Decision time again. I suspected that most of the fire was from people who were nominally our "allies"—Shia killing Sunni Ba'ath Party remnants and homeowners defending against criminals. I also knew they would shoot my Marines without hesitation if the team was seen moving suspiciously through the darkness. The Marines, in turn, would shoot anyone who threatened them. It was their obligation. Major Whitmer's advice came back to me: Don't get sucked into a fight not of your choosing. Don't be in a hurry to get your Marines killed. The odds were slim
of anything in this bedlam being of our choosing. Guaranteed risks outweighed long-shot returns.
After Rudy left to brief his team, I looked at Wynn and said, "I think we should cancel the patrol and keep everyone here until sunrise. This isn't aggressive—it's foolish."
"Damn right. Not worth killing Marines to keep someone's TV from being stolen."
The battalion acknowledged our change in plans, and I settled in for radio watch while AK-47s cracked all around us. A warm wind blew cordite across the hill. In the distance, headlights traveled up and down the highway north of Baghdad.
My CO called just after midnight. He updated our taskings for the next day. We were to mark any weapons caches or unexploded ordnance for EOD to destroy. Also, the battalion had received reports of a possible regime palace in our zone. I copied the target's coordinates and saw that they placed it squarely in the center of the amusement park. We were to determine whether it was in use. Twice I asked him to repeat sentences drowned out by the gunfire behind me. After updating our mission, he turned to his second point. "Request full explanation why you canceled tonight's foot patrol. This makes us look very bad." In response, I held the handset up to the gunfire and pushed the button to transmit.

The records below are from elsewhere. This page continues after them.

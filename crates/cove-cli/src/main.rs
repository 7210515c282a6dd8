use anyhow::{bail, Result};
use clap::{Parser, Subcommand};
use cove_sync::{ImportPipeline, ImportSummary, MoveDirection, MoveSummary, SyncConfig};
use tracing_subscriber::EnvFilter;

#[derive(Debug, Parser)]
#[command(name = "cove-cli")]
#[command(about = "Registry import into the COVID evidence store")]
struct Cli {
    #[command(subcommand)]
    command: Commands,
}

#[derive(Debug, Subcommand)]
enum Commands {
    /// Convert a source screening table and upsert the diffs.
    Import {
        /// Registry key of the source, e.g. `ictrp`.
        source_id: Option<String>,
        /// Run every enabled source in registry order.
        #[arg(long, conflicts_with = "source_id")]
        all: bool,
        /// Write the diffs to the store; without it the run only produces reports.
        #[arg(long)]
        apply: bool,
    },
    /// Move included records flagged not covid, not a trial or duplicate to `exclusions`.
    MoveExclusions {
        #[arg(long)]
        apply: bool,
    },
    /// Copy excluded records screened back in to `covebasic`.
    RestoreInclusions {
        #[arg(long)]
        apply: bool,
    },
    /// Print a digest of the most recent import reports.
    Report {
        #[arg(long, default_value_t = 5)]
        runs: usize,
    },
}

fn print_summary(summary: &ImportSummary) {
    println!(
        "import {}: run_id={} upserts={} (new={} updates={}) skipped={} conflicts={} duplicates={} written={} reports={}",
        summary.source_id,
        summary.run_id,
        summary.upserts,
        summary.inserts,
        summary.updates,
        summary.skipped_existing,
        summary.conflicts,
        summary.duplicate_candidates,
        summary.written,
        summary.reports_dir
    );
}

fn print_move_summary(summary: &MoveSummary) {
    println!(
        "{:?}: run_id={} moves={} already_present={} written={} deleted={} reports={}",
        summary.direction,
        summary.run_id,
        summary.moves,
        summary.already_present,
        summary.written,
        summary.deleted,
        summary.reports_dir
    );
}

#[tokio::main]
async fn main() -> Result<()> {
    tracing_subscriber::fmt()
        .with_env_filter(EnvFilter::try_from_default_env().unwrap_or_else(|_| EnvFilter::new("info")))
        .init();

    let cli = Cli::parse();

    match cli.command {
        Commands::Import { source_id, all, apply } => {
            let pipeline = ImportPipeline::from_env().await?;
            let summaries = match (source_id, all) {
                (Some(source_id), false) => vec![pipeline.run(&source_id, apply).await?],
                (None, true) => pipeline.run_enabled(apply).await?,
                _ => bail!("pass a source id or --all"),
            };
            for summary in &summaries {
                print_summary(summary);
            }
            if !apply {
                tracing::info!("dry run; pass --apply to write the upserts");
            }
        }
        Commands::MoveExclusions { apply } => {
            let pipeline = ImportPipeline::from_env().await?;
            print_move_summary(&pipeline.move_partitions(MoveDirection::ToExclusions, apply).await?);
        }
        Commands::RestoreInclusions { apply } => {
            let pipeline = ImportPipeline::from_env().await?;
            print_move_summary(&pipeline.move_partitions(MoveDirection::ToIncluded, apply).await?);
        }
        Commands::Report { runs } => {
            let config = SyncConfig::from_env()?;
            let markdown = cove_sync::report_recent_markdown(runs, Some(config.workspace_root))?;
            println!("{markdown}");
        }
    }

    Ok(())
}
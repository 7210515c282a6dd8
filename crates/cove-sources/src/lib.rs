//! Field maps for the registries feeding the canonical store.
//!
//! Each provider is pure configuration over the generic converter in `cove-core`:
//! which source field feeds which canonical field, and how it is transformed.

use cove_core::normalize::{as_string, is_empty, to_int, to_iso_date, to_lower_case};
use cove_core::{FieldMap, FieldValue, SourceRecord, Transformed};

pub const CRATE_NAME: &str = "cove-sources";

pub const CLINICALTRIALS: &str = "clinicaltrials";
pub const ICTRP: &str = "ictrp";
pub const MEDRXIV: &str = "medrxiv";
pub const SWISSETHICS: &str = "swissethics";

pub const SOURCE_IDS: &[&str] = &[CLINICALTRIALS, ICTRP, MEDRXIV, SWISSETHICS];

pub fn field_map_for_source(source_id: &str) -> Option<FieldMap> {
    match source_id.trim().to_ascii_lowercase().as_str() {
        CLINICALTRIALS => Some(clinicaltrials_field_map()),
        ICTRP => Some(ictrp_field_map()),
        MEDRXIV => Some(medrxiv_field_map()),
        SWISSETHICS => Some(swissethics_field_map()),
        _ => None,
    }
}

fn lower(value: &str) -> Transformed {
    to_lower_case(value).into()
}

fn iso_date(value: &str) -> Transformed {
    to_iso_date(value).into()
}

fn integer(value: &str) -> Transformed {
    to_int(value).into()
}

/// Several `; `-separated countries collapse to `international`; repeats of one
/// country collapse to that country.
pub fn collapse_countries(value: &str) -> Transformed {
    if !value.contains(';') {
        return Transformed::prefilled(value);
    }

    let mut countries = value.split(';').map(str::trim).filter(|c| !c.is_empty());
    let Some(first) = countries.next() else {
        return Transformed::generated("");
    };
    if countries.all(|c| c == first) {
        Transformed::generated(first)
    } else {
        Transformed::generated("international")
    }
}

/// Maps clinicaltrials.gov masking descriptions onto the canonical blinding scale.
pub fn classify_blinding(masking: &str) -> Transformed {
    if masking.starts_with("None") {
        return Transformed::generated("none");
    }
    if ["Double", "Triple", "Quadruple"]
        .iter()
        .any(|prefix| masking.starts_with(prefix))
    {
        return Transformed::generated("double blind");
    }
    if masking.starts_with("Single") {
        if masking.contains("Outcomes") {
            return Transformed::generated("outcome only");
        }
        return Transformed::generated("single blind");
    }
    Transformed::prefilled("")
}

pub fn count_arms(arm_types: &str) -> Transformed {
    Transformed::generated(arm_types.matches("; ").count() as i64 + 1)
}

pub fn clinicaltrials_record_url(nct_id: &str) -> Transformed {
    Transformed::generated(format!("https://clinicaltrials.gov/ct2/show/record/{nct_id}"))
}

pub fn results_available(results_url: &str) -> Transformed {
    if results_url.is_empty() {
        Transformed::generated("no")
    } else {
        Transformed::generated("yes")
    }
}

fn compose_abstract(record: &SourceRecord) -> FieldValue {
    let mut sections = Vec::new();
    if !is_empty(record.field("brief_summary")) {
        sections.push(format!("Brief summary:\n{}", as_string(record.field("brief_summary"))));
    }
    if !is_empty(record.field("detailed_description")) {
        sections.push(format!(
            "Detailed descriptions:\n{}",
            as_string(record.field("detailed_description"))
        ));
    }
    FieldValue::from(sections.join("\n\n").trim().to_string())
}

pub fn clinicaltrials_field_map() -> FieldMap {
    FieldMap::new("clinicaltrials.gov", "nct_id")
        .skip_if(|r| matches!(r.field_str("cove_screening").as_str(), "1" | "3"))
        .static_value("is_covid", "yes")
        .static_value("is_trial", "yes")
        .static_value("is_observational", "no")
        .constant("entry_type", "registration")
        .track_with("url", "nct_id", clinicaltrials_record_url)
        .track("title", "official_title")
        .computed("abstract", compose_abstract)
        .constant("authors", "na")
        .constant("journal", "na")
        .constant("doi", "na")
        .track_with("status", "status", lower)
        .track_with("country", "location_country", collapse_countries)
        .track_with("randomized", "allocation", lower)
        .track_with("blinding", "masking", classify_blinding)
        .track_with("longitudinal_structure", "intervention_model", lower)
        .track_with("n_arms", "arm_group_arm_group_type", count_arms)
        .track_with("n_enrollment", "enrollment", integer)
        .track("population_condition", "condition")
        .track_with("population_gender", "gender", lower)
        .track("out_primary_measure", "primary_outcome_measure")
        .track("out_primary_desc", "primary_outcome_description")
        .track("out_primary_timeframe", "primary_outcome_time_frame")
        .track_with("start_date", "date_started", iso_date)
        .track_with("end_date", "date_completed", iso_date)
        .track_with("ipd_sharing", "patient_data_sharing_ipd", lower)
        .track("publication", "publications_pmid")
        .track("out_secondary_measure", "secondary_outcome_measure")
        .track("out_secondary_desc", "secondary_outcome_description")
        .track("out_secondary_timeframe", "secondary_outcome_time_frame")
}

/// ICTRP republishes clinicaltrials.gov entries under their NCT id.
pub fn ictrp_field_map() -> FieldMap {
    FieldMap::new("ICTRP", "TrialID")
        .alias("clinicaltrials.gov")
        .constant("entry_type", "registration")
        .track("url", "web address")
        .track("title", "Scientific title")
        .track("corresp_author_lastname", "Contact Lastname")
        .track("corresp_author_email", "Contact Email")
        .track_with("status", "Recruitment Status", lower)
        .track_with("status_date", "Last Refreshed On", iso_date)
        .track_with("country", "Countries", collapse_countries)
        .track_with("randomized", "Study design", lower)
        .track("population_condition", "condition")
        .track("intervention_name", "Intervention")
        .track("out_primary_measure", "Primary outcome")
        .track_with("start_date", "Date enrollement", iso_date)
        .track_with("results_available", "results url link", results_available)
        .track("inclusion_criteria", "Inclusion Criteria")
        .track("exclusion_criteria", "Exclusion Criteria")
}

pub fn medrxiv_field_map() -> FieldMap {
    FieldMap::new("medRxiv", "ID")
        .constant("entry_type", "preprint")
        .track("url", "rel_link")
        .track("title", "rel_title")
        .track("abstract", "rel_abs")
        .track("authors", "rel_authors")
        .track("doi", "rel_doi")
        .track_with("status_date", "rel_date", iso_date)
}

pub fn swissethics_field_map() -> FieldMap {
    FieldMap::new("Ethics committees (CH)", "Project ID")
        .static_value("is_trial", "yes")
        .static_field("extraction_comment", "Type of Project")
        .constant("entry_type", "ethics")
        .track("title", "Project Title")
        .track("authors", "Principal Investigator")
        .constant("country", "Switzerland")
        .track_with("status_date", "Date final decision", iso_date)
        .track("funding", "Sponsor")
}
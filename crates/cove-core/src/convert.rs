//! Generic source-to-canonical conversion driven by a declarative field map.

use std::collections::HashSet;
use std::fmt;
use std::sync::Arc;

use serde::{Deserialize, Serialize};

use crate::index::{DedupIndex, SourceFilter};
use crate::reconcile::{FieldConflict, RecordDiff, Transform, Transformed};
use crate::{
    composite_key, FieldValue, Fields, Partition, SourceRecord, PREFILLED_AUTOMATICALLY, REVIEW_STATUS_FIELD,
    SOURCE_FIELD, SOURCE_ID_FIELD,
};

/// Where a canonical field takes its raw value from.
#[derive(Clone)]
pub enum ValueSource {
    Field(String),
    Constant(FieldValue),
    Computed(Arc<dyn Fn(&SourceRecord) -> FieldValue + Send + Sync>),
}

impl ValueSource {
    pub fn resolve(&self, record: &SourceRecord) -> Option<FieldValue> {
        match self {
            ValueSource::Field(name) => record.field(name).cloned(),
            ValueSource::Constant(value) => Some(value.clone()),
            ValueSource::Computed(compute) => Some(compute(record)),
        }
    }
}

impl fmt::Debug for ValueSource {
    fn fmt(&self, f: &mut fmt::Formatter<'_>) -> fmt::Result {
        match self {
            ValueSource::Field(name) => f.debug_tuple("Field").field(name).finish(),
            ValueSource::Constant(value) => f.debug_tuple("Constant").field(value).finish(),
            ValueSource::Computed(_) => f.write_str("Computed(..)"),
        }
    }
}

#[derive(Clone)]
pub struct FieldMapping {
    pub canonical: String,
    pub source: ValueSource,
    pub transform: Option<Transform>,
}

impl fmt::Debug for FieldMapping {
    fn fmt(&self, f: &mut fmt::Formatter<'_>) -> fmt::Result {
        f.debug_struct("FieldMapping")
            .field("canonical", &self.canonical)
            .field("source", &self.source)
            .field("transform", &self.transform.is_some())
            .finish()
    }
}

/// What to do when a source record is already represented in the canonical store.
#[derive(Debug, Clone, Copy, PartialEq, Eq, Default, Serialize, Deserialize)]
#[serde(rename_all = "snake_case")]
pub enum ExistingPolicy {
    #[default]
    Skip,
    /// Re-reconcile included records found under this source's own key that are
    /// still marked `prefilled automatically`; skip every other hit.
    RefreshUnreviewed,
}

/// Static per-source configuration: how one provider's records map onto the
/// canonical schema.
#[derive(Clone)]
pub struct FieldMap {
    source_name: String,
    id_field: String,
    aliases: Vec<String>,
    static_fields: Vec<(String, ValueSource)>,
    mappings: Vec<FieldMapping>,
    skip_if: Option<Arc<dyn Fn(&SourceRecord) -> bool + Send + Sync>>,
}

impl FieldMap {
    pub fn new(source_name: impl Into<String>, id_field: impl Into<String>) -> Self {
        Self {
            source_name: source_name.into(),
            id_field: id_field.into(),
            aliases: Vec::new(),
            static_fields: Vec::new(),
            mappings: Vec::new(),
            skip_if: None,
        }
    }

    pub fn source_name(&self) -> &str {
        &self.source_name
    }

    pub fn id_field(&self) -> &str {
        &self.id_field
    }

    pub fn mappings(&self) -> &[FieldMapping] {
        &self.mappings
    }

    /// Another provider that publishes the same identifiers (e.g. NCT ids).
    pub fn alias(mut self, source_name: impl Into<String>) -> Self {
        self.aliases.push(source_name.into());
        self
    }

    pub fn static_value(mut self, canonical: &str, value: impl Into<FieldValue>) -> Self {
        self.static_fields
            .push((canonical.to_string(), ValueSource::Constant(value.into())));
        self
    }

    pub fn static_field(mut self, canonical: &str, source_field: &str) -> Self {
        self.static_fields
            .push((canonical.to_string(), ValueSource::Field(source_field.to_string())));
        self
    }

    pub fn track(self, canonical: &str, source_field: &str) -> Self {
        self.push(canonical, ValueSource::Field(source_field.to_string()), None)
    }

    pub fn track_with<F>(self, canonical: &str, source_field: &str, transform: F) -> Self
    where
        F: Fn(&str) -> Transformed + Send + Sync + 'static,
    {
        self.push(
            canonical,
            ValueSource::Field(source_field.to_string()),
            Some(Arc::new(transform)),
        )
    }

    pub fn constant(self, canonical: &str, value: impl Into<FieldValue>) -> Self {
        self.push(canonical, ValueSource::Constant(value.into()), None)
    }

    pub fn computed<F>(self, canonical: &str, compute: F) -> Self
    where
        F: Fn(&SourceRecord) -> FieldValue + Send + Sync + 'static,
    {
        self.push(canonical, ValueSource::Computed(Arc::new(compute)), None)
    }

    pub fn skip_if<F>(mut self, predicate: F) -> Self
    where
        F: Fn(&SourceRecord) -> bool + Send + Sync + 'static,
    {
        self.skip_if = Some(Arc::new(predicate));
        self
    }

    fn push(mut self, canonical: &str, source: ValueSource, transform: Option<Transform>) -> Self {
        self.mappings.push(FieldMapping {
            canonical: canonical.to_string(),
            source,
            transform,
        });
        self
    }

    /// Providers whose canonical records this map must be checked against.
    pub fn source_filter(&self) -> SourceFilter {
        SourceFilter::new(std::iter::once(&self.source_name).chain(self.aliases.iter()))
    }

    pub fn source_id_of(&self, record: &SourceRecord) -> String {
        record.field_str(&self.id_field).trim().to_string()
    }

    /// Own key first, then one key per alias provider.
    pub fn candidate_keys(&self, source_id: &str) -> Vec<String> {
        std::iter::once(&self.source_name)
            .chain(self.aliases.iter())
            .map(|source| composite_key(source, source_id))
            .collect()
    }

    fn skips(&self, record: &SourceRecord) -> bool {
        self.skip_if.as_ref().is_some_and(|predicate| predicate(record))
    }
}

impl fmt::Debug for FieldMap {
    fn fmt(&self, f: &mut fmt::Formatter<'_>) -> fmt::Result {
        f.debug_struct("FieldMap")
            .field("source_name", &self.source_name)
            .field("id_field", &self.id_field)
            .field("aliases", &self.aliases)
            .field("static_fields", &self.static_fields)
            .field("mappings", &self.mappings)
            .field("skip_if", &self.skip_if.is_some())
            .finish()
    }
}

/// Result of converting one source batch.
#[derive(Debug, Clone, Default)]
pub struct Conversion {
    /// Diff records to upsert; `id == 0` inserts.
    pub upserts: Vec<crate::CanonicalRecord>,
    pub conflicts: Vec<FieldConflict>,
    pub skipped_existing: usize,
    pub refreshed: usize,
    pub filtered: usize,
    pub duplicates_in_batch: usize,
    pub unchanged: usize,
}

pub fn convert(
    source_records: &[SourceRecord],
    index: &DedupIndex<'_>,
    map: &FieldMap,
    policy: ExistingPolicy,
) -> Conversion {
    let empty = Fields::new();
    let mut out = Conversion::default();
    let mut seen = HashSet::new();

    for record in source_records {
        if map.skips(record) {
            out.filtered += 1;
            continue;
        }

        let source_id = map.source_id_of(record);
        let keys = map.candidate_keys(&source_id);
        let key = keys[0].clone();

        if !key.is_empty() && !seen.insert(key.clone()) {
            out.duplicates_in_batch += 1;
            continue;
        }

        // alias hits belong to another provider and are never refreshed from this one
        let hit = keys
            .iter()
            .enumerate()
            .find_map(|(i, k)| index.lookup(k).map(|entry| (i == 0, entry)));
        let (id, current) = match hit {
            Some((true, entry))
                if policy == ExistingPolicy::RefreshUnreviewed
                    && entry.partition == Partition::Included
                    && entry.record.field_str(REVIEW_STATUS_FIELD) == PREFILLED_AUTOMATICALLY =>
            {
                out.refreshed += 1;
                (entry.id, &entry.record.fields)
            }
            Some(_) => {
                out.skipped_existing += 1;
                continue;
            }
            None => (0, &empty),
        };

        let mut diff = RecordDiff::new(id, key);
        if id == 0 {
            diff.set_static(SOURCE_FIELD, FieldValue::from(map.source_name.as_str()));
            diff.set_static(SOURCE_ID_FIELD, FieldValue::from(source_id));
            diff.set_static(REVIEW_STATUS_FIELD, FieldValue::from(PREFILLED_AUTOMATICALLY));
        }
        for (canonical, source) in &map.static_fields {
            let value = source.resolve(record).unwrap_or_else(FieldValue::empty);
            diff.set_static(canonical.as_str(), value);
        }

        for mapping in &map.mappings {
            let raw = mapping.source.resolve(record);
            if let Some(conflict) =
                diff.reconcile(current, &mapping.canonical, raw.as_ref(), mapping.transform.as_ref())
            {
                out.conflicts.push(conflict);
            }
        }

        if diff.is_updated() {
            out.upserts.push(diff.into_record());
        } else {
            out.unchanged += 1;
        }
    }

    out
}
//! Certainty-aware field merge.
//!
//! Reconciliation reads an immutable snapshot of a record's fields and writes
//! into a [`RecordDiff`] that only carries what changed, ready for a partial upsert.

use std::sync::Arc;

use serde::Serialize;

use crate::normalize::as_string;
use crate::{certainty_field, CanonicalRecord, Certainty, FieldValue, Fields};

/// Output of a field transform. `generated` tags an accepted value as derived
/// rather than copied from the source.
#[derive(Debug, Clone, PartialEq)]
pub struct Transformed {
    pub value: FieldValue,
    pub generated: bool,
}

impl Transformed {
    pub fn prefilled(value: impl Into<FieldValue>) -> Self {
        Self {
            value: value.into(),
            generated: false,
        }
    }

    pub fn generated(value: impl Into<FieldValue>) -> Self {
        Self {
            value: value.into(),
            generated: true,
        }
    }
}

impl From<(String, bool)> for Transformed {
    fn from((value, generated): (String, bool)) -> Self {
        Self {
            value: FieldValue::Text(value),
            generated,
        }
    }
}

impl From<(i64, bool)> for Transformed {
    fn from((value, generated): (i64, bool)) -> Self {
        Self {
            value: FieldValue::Integer(value),
            generated,
        }
    }
}

pub type Transform = Arc<dyn Fn(&str) -> Transformed + Send + Sync>;

#[derive(Debug, Clone, PartialEq)]
pub enum FieldOutcome {
    /// Stored value already matches; the field stays out of the diff.
    Unchanged,
    Accepted { value: FieldValue, certainty: Certainty },
    /// A verified or human value disagrees with the source. The field stays out
    /// of the diff and needs a human re-check.
    Conflict {
        stored: String,
        observed: String,
        certainty: Certainty,
    },
}

pub fn reconcile_field(
    current: &Fields,
    field: &str,
    raw: Option<&FieldValue>,
    transform: Option<&Transform>,
) -> FieldOutcome {
    let (value, generated) = match transform {
        Some(transform) => {
            let out = transform(&as_string(raw));
            (out.value, out.generated)
        }
        None => (raw.cloned().unwrap_or_else(FieldValue::empty), false),
    };

    let observed = value.to_string();
    let stored = as_string(current.get(field));
    let certainty = Certainty::from_marker(&as_string(current.get(&certainty_field(field))));

    if observed.is_empty() {
        return match certainty {
            None | Some(Certainty::Generated) => FieldOutcome::Accepted {
                value,
                certainty: Certainty::Prefilled,
            },
            // an empty observation never clears a prefilled value
            Some(Certainty::Prefilled) => FieldOutcome::Unchanged,
            Some(_) if stored.is_empty() => FieldOutcome::Unchanged,
            Some(protected) => FieldOutcome::Conflict {
                stored,
                observed,
                certainty: protected,
            },
        };
    }

    if observed == stored {
        return FieldOutcome::Unchanged;
    }

    match certainty {
        Some(protected) if protected.is_protected() => FieldOutcome::Conflict {
            stored,
            observed,
            certainty: protected,
        },
        _ => FieldOutcome::Accepted {
            value,
            certainty: if generated {
                Certainty::Generated
            } else {
                Certainty::Prefilled
            },
        },
    }
}

/// A rejected overwrite of a trusted value.
#[derive(Debug, Clone, PartialEq, Eq, Serialize)]
pub struct FieldConflict {
    pub key: String,
    pub field: String,
    pub stored: String,
    pub observed: String,
    pub certainty: Certainty,
}

/// Run-scoped change set for one canonical record.
#[derive(Debug, Clone, PartialEq)]
pub struct RecordDiff {
    id: u64,
    key: String,
    fields: Fields,
    updated: bool,
}

impl RecordDiff {
    pub fn new(id: u64, key: impl Into<String>) -> Self {
        Self {
            id,
            key: key.into(),
            fields: Fields::new(),
            updated: false,
        }
    }

    pub fn id(&self) -> u64 {
        self.id
    }

    pub fn key(&self) -> &str {
        &self.key
    }

    pub fn fields(&self) -> &Fields {
        &self.fields
    }

    /// True once any tracked field was written.
    pub fn is_updated(&self) -> bool {
        self.updated
    }

    /// Writes a field that carries no certainty marker. Does not mark the diff updated.
    pub fn set_static(&mut self, field: impl Into<String>, value: FieldValue) {
        self.fields.insert(field.into(), value);
    }

    pub fn reconcile(
        &mut self,
        current: &Fields,
        field: &str,
        raw: Option<&FieldValue>,
        transform: Option<&Transform>,
    ) -> Option<FieldConflict> {
        match reconcile_field(current, field, raw, transform) {
            FieldOutcome::Accepted { value, certainty } => {
                self.fields.insert(field.to_string(), value);
                self.fields
                    .insert(certainty_field(field), FieldValue::from(certainty.as_str()));
                self.updated = true;
                None
            }
            FieldOutcome::Unchanged => {
                self.clear(field);
                None
            }
            FieldOutcome::Conflict {
                stored,
                observed,
                certainty,
            } => {
                self.clear(field);
                Some(FieldConflict {
                    key: self.key.clone(),
                    field: field.to_string(),
                    stored,
                    observed,
                    certainty,
                })
            }
        }
    }

    fn clear(&mut self, field: &str) {
        self.fields.remove(field);
        self.fields.remove(&certainty_field(field));
    }

    pub fn into_record(self) -> CanonicalRecord {
        CanonicalRecord::new(self.id, self.fields)
    }
}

We started our day before dawn. The nearest weapons cache was right below our feet. Concrete bunkers stood just down the hill from the antiaircraft position, and in them we counted more than twelve thousand rounds of large-caliber ammunition. Two surface-to-air missiles lay in the field outside the building. While I examined the missiles for identifying marks, an old man in gray robes approached from a nearby house.
I put my hand to my chest and greeted him. "Salaam alaikum."
"Alaikum es salaam." He launched into a tirade, spitting and kicking one of the missiles. His Arabic rose and fell in a harsh, guttural staccato. I looked expectantly at Mish.